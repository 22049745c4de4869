use axum::{
    extract::{Path, Query},
    http::StatusCode,
    response::IntoResponse,
    Json,
};
use contracts::domain::a006_corrective_maintenance::aggregate::{
    CorrectiveMaintenance, CorrectiveMaintenanceDto, IncidentListQuery, IncidentStatus,
};
use contracts::domain::common::StatusChangeRequest;
use serde_json::json;

use super::a005_work_order::csv_attachment;
use crate::domain::a006_corrective_maintenance;
use crate::shared::error::{parse_id, ApiResult, ServiceError};
use crate::system::auth::extractor::CurrentUser;

/// GET /api/corrective_maintenance?status=&priority=&equipment_id=&open_only=&q=
pub async fn list(
    Query(query): Query<IncidentListQuery>,
) -> ApiResult<Json<Vec<CorrectiveMaintenance>>> {
    Ok(Json(a006_corrective_maintenance::service::list(&query).await?))
}

/// GET /api/corrective_maintenance/export
pub async fn export_csv(Query(query): Query<IncidentListQuery>) -> ApiResult<impl IntoResponse> {
    let body = a006_corrective_maintenance::service::export_csv(&query).await?;
    Ok(csv_attachment("incidents.csv", body))
}

/// GET /api/corrective_maintenance/:id
pub async fn get_by_id(Path(id): Path<String>) -> ApiResult<Json<CorrectiveMaintenance>> {
    let incident = a006_corrective_maintenance::service::get_by_id(parse_id(&id)?)
        .await?
        .ok_or_else(|| ServiceError::not_found("Инцидент не найден"))?;
    Ok(Json(incident))
}

/// POST /api/corrective_maintenance
///
/// Новый инцидент регистрируется от имени текущего пользователя
pub async fn upsert(
    user: CurrentUser,
    Json(dto): Json<CorrectiveMaintenanceDto>,
) -> ApiResult<Json<serde_json::Value>> {
    let id = match dto.id.clone().filter(|id| !id.is_empty()) {
        Some(id) => {
            a006_corrective_maintenance::service::update(dto).await?;
            id
        }
        None => a006_corrective_maintenance::service::create(dto, user.user_id())
            .await?
            .to_string(),
    };
    Ok(Json(json!({ "id": id })))
}

/// POST /api/corrective_maintenance/:id/status
pub async fn change_status(
    user: CurrentUser,
    Path(id): Path<String>,
    Json(req): Json<StatusChangeRequest>,
) -> ApiResult<Json<CorrectiveMaintenance>> {
    let next = req
        .parse::<IncidentStatus>()
        .map_err(ServiceError::validation)?;
    let incident =
        a006_corrective_maintenance::service::change_status(parse_id(&id)?, next, user.username())
            .await?;
    Ok(Json(incident))
}

/// DELETE /api/corrective_maintenance/:id
pub async fn delete(Path(id): Path<String>) -> ApiResult<StatusCode> {
    if a006_corrective_maintenance::service::delete(parse_id(&id)?).await? {
        Ok(StatusCode::OK)
    } else {
        Err(ServiceError::not_found("Инцидент не найден").into())
    }
}

/// POST /api/corrective_maintenance/testdata
pub async fn insert_test_data(user: CurrentUser) -> ApiResult<StatusCode> {
    a006_corrective_maintenance::service::insert_test_data(user.user_id()).await?;
    Ok(StatusCode::OK)
}
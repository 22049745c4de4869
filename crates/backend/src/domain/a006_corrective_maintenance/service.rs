use std::collections::HashMap;

use super::{csv_export, repository};
use crate::domain::a002_equipment;
use crate::shared::error::{parse_id, ServiceError};
use crate::shared::logger;
use chrono::Utc;
use contracts::domain::a006_corrective_maintenance::aggregate::{
    CorrectiveMaintenance, CorrectiveMaintenanceDto, IncidentListQuery, IncidentStatus, Priority,
};
use contracts::domain::common::{AggregateRoot, StatusWorkflow};
use uuid::Uuid;

fn category() -> String {
    CorrectiveMaintenance::full_name()
}

async fn ensure_equipment_exists(equipment_id: &str) -> anyhow::Result<String> {
    let id = parse_id(equipment_id)?;
    let equipment = a002_equipment::repository::get_by_id(id)
        .await?
        .ok_or_else(|| ServiceError::validation("Оборудование не найдено"))?;
    Ok(equipment.base.code)
}

/// Регистрация инцидента от имени пользователя `reported_by`
pub async fn create(dto: CorrectiveMaintenanceDto, reported_by: &str) -> anyhow::Result<Uuid> {
    let equipment_code = ensure_equipment_exists(&dto.equipment_id).await?;

    let code = match dto.code.clone().filter(|c| !c.trim().is_empty()) {
        Some(code) => code,
        None => CorrectiveMaintenance::format_code(repository::count_all().await? + 1),
    };

    let mut aggregate = CorrectiveMaintenance::new_for_insert(
        code,
        dto.description.clone(),
        dto.equipment_id.clone(),
        reported_by.to_string(),
    );
    aggregate.update(&dto);

    aggregate.validate().map_err(ServiceError::validation)?;
    aggregate.before_write();

    let id = repository::insert(&aggregate).await?;

    let message = format!(
        "Зарегистрирован инцидент {} ({}) по {}: {}",
        aggregate.base.code,
        aggregate.priority.label(),
        equipment_code,
        aggregate.base.description
    );
    if aggregate.priority == Priority::Critical {
        logger::warn(&category(), &message);
    } else {
        logger::log(&category(), &message);
    }
    Ok(id)
}

/// Обновление инцидента. Закрытый инцидент не редактируется.
pub async fn update(dto: CorrectiveMaintenanceDto) -> anyhow::Result<()> {
    let id = parse_id(dto.id.as_deref().unwrap_or_default())?;

    let mut aggregate = repository::get_by_id(id)
        .await?
        .ok_or_else(|| ServiceError::not_found("Инцидент не найден"))?;

    if aggregate.status == IncidentStatus::Closed {
        return Err(ServiceError::conflict("Закрытый инцидент не редактируется"));
    }
    if aggregate.equipment_id != dto.equipment_id {
        ensure_equipment_exists(&dto.equipment_id).await?;
    }

    aggregate.update(&dto);

    aggregate.validate().map_err(ServiceError::validation)?;
    aggregate.before_write();

    repository::update(&aggregate).await
}

/// Смена статуса инцидента
pub async fn change_status(
    id: Uuid,
    next: IncidentStatus,
    actor: &str,
) -> anyhow::Result<CorrectiveMaintenance> {
    let mut aggregate = repository::get_by_id(id)
        .await?
        .ok_or_else(|| ServiceError::not_found("Инцидент не найден"))?;

    aggregate
        .status
        .check_transition(next)
        .map_err(ServiceError::conflict)?;

    let previous = aggregate.status;
    aggregate
        .transition(next, Utc::now())
        .map_err(ServiceError::validation)?;
    aggregate.before_write();
    repository::update(&aggregate).await?;

    logger::log(
        &category(),
        &format!(
            "Инцидент {}: {} → {} ({})",
            aggregate.base.code,
            previous.label(),
            next.label(),
            actor
        ),
    );
    Ok(aggregate)
}

/// Мягкое удаление. Удалить можно только новый инцидент.
pub async fn delete(id: Uuid) -> anyhow::Result<bool> {
    if let Some(c) = repository::get_by_id(id).await? {
        if c.status != IncidentStatus::New {
            return Err(ServiceError::conflict(
                "Удалить можно только инцидент в статусе «Зарегистрирован»",
            ));
        }
    }
    repository::soft_delete(id).await
}

pub async fn get_by_id(id: Uuid) -> anyhow::Result<Option<CorrectiveMaintenance>> {
    repository::get_by_id(id).await
}

pub async fn list_all() -> anyhow::Result<Vec<CorrectiveMaintenance>> {
    repository::list_all().await
}

/// Список с фильтрами
pub async fn list(query: &IncidentListQuery) -> anyhow::Result<Vec<CorrectiveMaintenance>> {
    Ok(repository::list_all()
        .await?
        .into_iter()
        .filter(|c| query.matches(c))
        .collect())
}

/// CSV текущего (отфильтрованного) списка
pub async fn export_csv(query: &IncidentListQuery) -> anyhow::Result<String> {
    let incidents = list(query).await?;
    let names: HashMap<String, String> = a002_equipment::repository::list_all()
        .await?
        .into_iter()
        .map(|e| {
            let name = format!("{} {}", e.base.code, e.base.description);
            (e.to_string_id(), name)
        })
        .collect();
    csv_export::render(&incidents, &names)
}

/// Вставка тестовых данных: два инцидента, один из них устранён
pub async fn insert_test_data(reported_by: &str) -> anyhow::Result<()> {
    if repository::get_by_code("CM-0001").await?.is_some() {
        return Ok(());
    }
    let Some(compressor) = a002_equipment::repository::get_by_code("EQ-0003").await? else {
        return Err(ServiceError::conflict("Сначала создайте тестовое оборудование"));
    };
    let pump = a002_equipment::repository::get_by_code("EQ-0002")
        .await?
        .unwrap_or_else(|| compressor.clone());

    create(
        CorrectiveMaintenanceDto {
            code: Some("CM-0001".into()),
            description: "Компрессор не набирает давление".into(),
            equipment_id: compressor.to_string_id(),
            details: "Давление в ресивере не поднимается выше 5 бар".into(),
            priority: Priority::Critical,
            ..Default::default()
        },
        reported_by,
    )
    .await?;

    let id = create(
        CorrectiveMaintenanceDto {
            code: Some("CM-0002".into()),
            description: "Течь по торцевому уплотнению".into(),
            equipment_id: pump.to_string_id(),
            priority: Priority::Medium,
            ..Default::default()
        },
        reported_by,
    )
    .await?;
    change_status(id, IncidentStatus::InProgress, reported_by).await?;

    let mut incident = repository::get_by_id(id)
        .await?
        .ok_or_else(|| ServiceError::not_found("Инцидент не найден"))?;
    incident.root_cause = "Износ торцевого уплотнения".into();
    incident.action_taken = "Заменено уплотнение".into();
    incident.downtime_minutes = Some(95);
    incident.before_write();
    repository::update(&incident).await?;
    change_status(id, IncidentStatus::Completed, reported_by).await?;

    Ok(())
}
//! Постраничный вывод списков: общие правила для клиента и сервера

use serde::{Deserialize, Serialize};

pub const DEFAULT_PAGE_SIZE: usize = 25;
pub const PAGE_SIZE_OPTIONS: [usize; 4] = [10, 25, 50, 100];

/// Количество страниц для `total` записей; пустой список — одна страница
pub fn total_pages(total: usize, page_size: usize) -> usize {
    let page_size = page_size.max(1);
    if total == 0 {
        1
    } else {
        total.div_ceil(page_size)
    }
}

/// Прижать номер страницы (с нуля) к диапазону `0..total_pages`
pub fn clamp_page(page: usize, total_pages: usize) -> usize {
    page.min(total_pages.max(1) - 1)
}

/// Вырезать страницу из полного списка (клиентская пагинация)
pub fn paginate<T: Clone>(items: &[T], page: usize, page_size: usize) -> Vec<T> {
    let page_size = page_size.max(1);
    let page = clamp_page(page, total_pages(items.len(), page_size));
    let start = page * page_size;
    let end = (start + page_size).min(items.len());
    items.get(start..end).unwrap_or(&[]).to_vec()
}

/// Параметры запроса страницы (query string)
#[derive(Debug, Clone, Copy, PartialEq, Eq, Serialize, Deserialize)]
pub struct PageRequest {
    #[serde(default)]
    pub page: usize,
    #[serde(default = "default_page_size")]
    pub page_size: usize,
}

fn default_page_size() -> usize {
    DEFAULT_PAGE_SIZE
}

impl Default for PageRequest {
    fn default() -> Self {
        Self {
            page: 0,
            page_size: DEFAULT_PAGE_SIZE,
        }
    }
}

impl PageRequest {
    pub fn new(page: usize, page_size: usize) -> Self {
        Self { page, page_size }
    }

    /// Применить запрос к уже отфильтрованному списку
    pub fn apply<T: Clone>(&self, items: Vec<T>) -> ListResponse<T> {
        let total = items.len();
        let page_size = self.page_size.max(1);
        let pages = total_pages(total, page_size);
        let page = clamp_page(self.page, pages);
        ListResponse {
            items: paginate(&items, page, page_size),
            total,
            page,
            page_size,
            total_pages: pages,
        }
    }
}

/// Ответ постраничного списка
#[derive(Debug, Clone, PartialEq, Serialize, Deserialize)]
pub struct ListResponse<T> {
    pub items: Vec<T>,
    pub total: usize,
    pub page: usize,
    pub page_size: usize,
    pub total_pages: usize,
}

impl<T> Default for ListResponse<T> {
    fn default() -> Self {
        Self {
            items: Vec::new(),
            total: 0,
            page: 0,
            page_size: DEFAULT_PAGE_SIZE,
            total_pages: 1,
        }
    }
}

impl<T> ListResponse<T> {
    pub fn has_prev(&self) -> bool {
        self.page > 0
    }

    pub fn has_next(&self) -> bool {
        self.page + 1 < self.total_pages
    }
}

#[cfg(test)]
mod tests {
    use super::*;

    #[test]
    fn test_total_pages() {
        assert_eq!(total_pages(0, 25), 1);
        assert_eq!(total_pages(25, 25), 1);
        assert_eq!(total_pages(26, 25), 2);
        assert_eq!(total_pages(10, 0), 10);
        assert_eq!(total_pages(usize::MAX, 2), usize::MAX / 2 + 1);
    }

    #[test]
    fn test_clamp_page() {
        assert_eq!(clamp_page(0, 3), 0);
        assert_eq!(clamp_page(2, 3), 2);
        assert_eq!(clamp_page(7, 3), 2);
        assert_eq!(clamp_page(5, 0), 0);
    }

    #[test]
    fn test_paginate_slices_and_clamps() {
        let data: Vec<u32> = (1..=12).collect();
        assert_eq!(paginate(&data, 0, 5), vec![1, 2, 3, 4, 5]);
        assert_eq!(paginate(&data, 2, 5), vec![11, 12]);
        // за последней страницей — последняя страница
        assert_eq!(paginate(&data, 9, 5), vec![11, 12]);
        assert!(paginate::<u32>(&[], 3, 5).is_empty());
    }

    #[test]
    fn test_page_request_apply() {
        let data: Vec<u32> = (0..30).collect();
        let resp = PageRequest::new(4, 10).apply(data);
        assert_eq!(resp.page, 2);
        assert_eq!(resp.total, 30);
        assert_eq!(resp.total_pages, 3);
        assert_eq!(resp.items.first(), Some(&20));
        assert!(resp.has_prev());
        assert!(!resp.has_next());
    }
}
____________________
*Requirement*.
For the listing above, state how many lines hold the string "CurrentUser", giving the number alone.

*The answer*.
4